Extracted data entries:
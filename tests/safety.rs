//! Safety Classifier Integration Tests
//!
//! Tests for taxonomy priority, the workflow carve-out and call validation.

use clinflow::core::SafetyClassifier;
use clinflow::domain::ViolationCategory;
use serde_json::{json, Map, Value};

fn args(value: Value) -> Map<String, Value> {
    value.as_object().cloned().unwrap()
}

#[test]
fn test_emergency_wins_over_workflow_phrasing() {
    let classifier = SafetyClassifier::new();

    for text in [
        "I'm having chest pain",
        "I think I'm having a heart attack",
        "My father is having a stroke",
        "Book a cardiology appointment, I have chest pain right now",
        "Schedule a neurology follow-up, he just had a seizure",
    ] {
        let verdict = classifier.classify(text);
        assert!(!verdict.is_safe, "expected refusal for {:?}", text);
        assert_eq!(verdict.violation_category, Some(ViolationCategory::Emergency));
        assert!(verdict
            .suggested_action
            .unwrap()
            .to_lowercase()
            .contains("emergency services"));
    }
}

#[test]
fn test_diagnosis_requests_blocked() {
    let classifier = SafetyClassifier::new();

    for text in ["What's wrong with me?", "Can you diagnose my rash?", "Am I sick?"] {
        let verdict = classifier.classify(text);
        assert_eq!(
            verdict.violation_category,
            Some(ViolationCategory::DiagnosisRequest),
            "{:?}",
            text
        );
        assert!(verdict.reason.unwrap().contains("diagnos"));
    }
}

#[test]
fn test_advice_requests_blocked() {
    let classifier = SafetyClassifier::new();

    for text in [
        "How do I treat high blood pressure?",
        "Should I take aspirin every day?",
        "What is the best remedy for a cold?",
    ] {
        let verdict = classifier.classify(text);
        assert_eq!(
            verdict.violation_category,
            Some(ViolationCategory::MedicalAdvice),
            "{:?}",
            text
        );
    }
}

#[test]
fn test_prescription_requests_blocked() {
    let classifier = SafetyClassifier::new();

    let verdict = classifier.classify("Prescribe me some antibiotics");
    assert_eq!(verdict.violation_category, Some(ViolationCategory::DrugPrescription));

    let verdict = classifier.classify("What dose of ibuprofen is right for a child?");
    assert_eq!(verdict.violation_category, Some(ViolationCategory::DrugPrescription));

    // Advice outranks prescription when both match
    let verdict = classifier.classify("What dose of ibuprofen should I take?");
    assert!(!verdict.is_safe);
    assert_eq!(verdict.violation_category, Some(ViolationCategory::MedicalAdvice));
}

#[test]
fn test_workflow_carve_out_lifts_diagnosis_and_advice() {
    let classifier = SafetyClassifier::new();

    for text in [
        "Book a neurology appointment for patient with headaches",
        "Schedule a neurology appointment, could this be a migraine",
        "Book a cardiology follow-up appointment, is it safe to stop taking aspirin",
    ] {
        let verdict = classifier.classify(text);
        assert!(verdict.is_safe, "expected carve-out for {:?}", text);
        assert_eq!(verdict.violation_category, None);
    }
}

#[test]
fn test_no_carve_out_for_prescriptions() {
    let classifier = SafetyClassifier::new();

    let verdict = classifier.classify("Schedule an appointment to refill my prescription");
    assert!(!verdict.is_safe);
    assert_eq!(verdict.violation_category, Some(ViolationCategory::DrugPrescription));
}

#[test]
fn test_classification_is_idempotent() {
    let classifier = SafetyClassifier::new();

    for text in [
        "What's wrong with me?",
        "Search for patient Ravi Kumar",
        "I'm having chest pain",
    ] {
        assert_eq!(classifier.classify(text), classifier.classify(text));
    }
}

#[test]
fn test_validate_call_allow_list() {
    let classifier = SafetyClassifier::new();

    let verdict = classifier.validate_call("search_patient", &args(json!({"name": "John Smith"})));
    assert!(verdict.is_safe);

    let verdict = classifier.validate_call("prescribe_medication", &args(json!({"drug": "aspirin"})));
    assert!(!verdict.is_safe);
    assert!(verdict.reason.unwrap().contains("prescribe_medication"));
}

#[test]
fn test_validate_call_rejects_unsafe_arguments() {
    let classifier = SafetyClassifier::new();

    let verdict = classifier.validate_call(
        "book_appointment",
        &args(json!({"reason": "prescribe me some medication for pain"})),
    );
    assert!(!verdict.is_safe);
    assert_eq!(verdict.violation_category, Some(ViolationCategory::DrugPrescription));
    assert!(verdict.reason.unwrap().contains("reason"));
}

• _Your task_: The lines you need are those with the word "What"; list them from the entries.

• _Exercise response_:
    for text in ["What's wrong with me?", "Can you diagnose my rash?", "Am I sick?"] {
        "What is the best remedy for a cold?",
    let verdict = classifier.classify("What dose of ibuprofen is right for a child?");
    let verdict = classifier.classify("What dose of ibuprofen should I take?");
        "What's wrong with me?",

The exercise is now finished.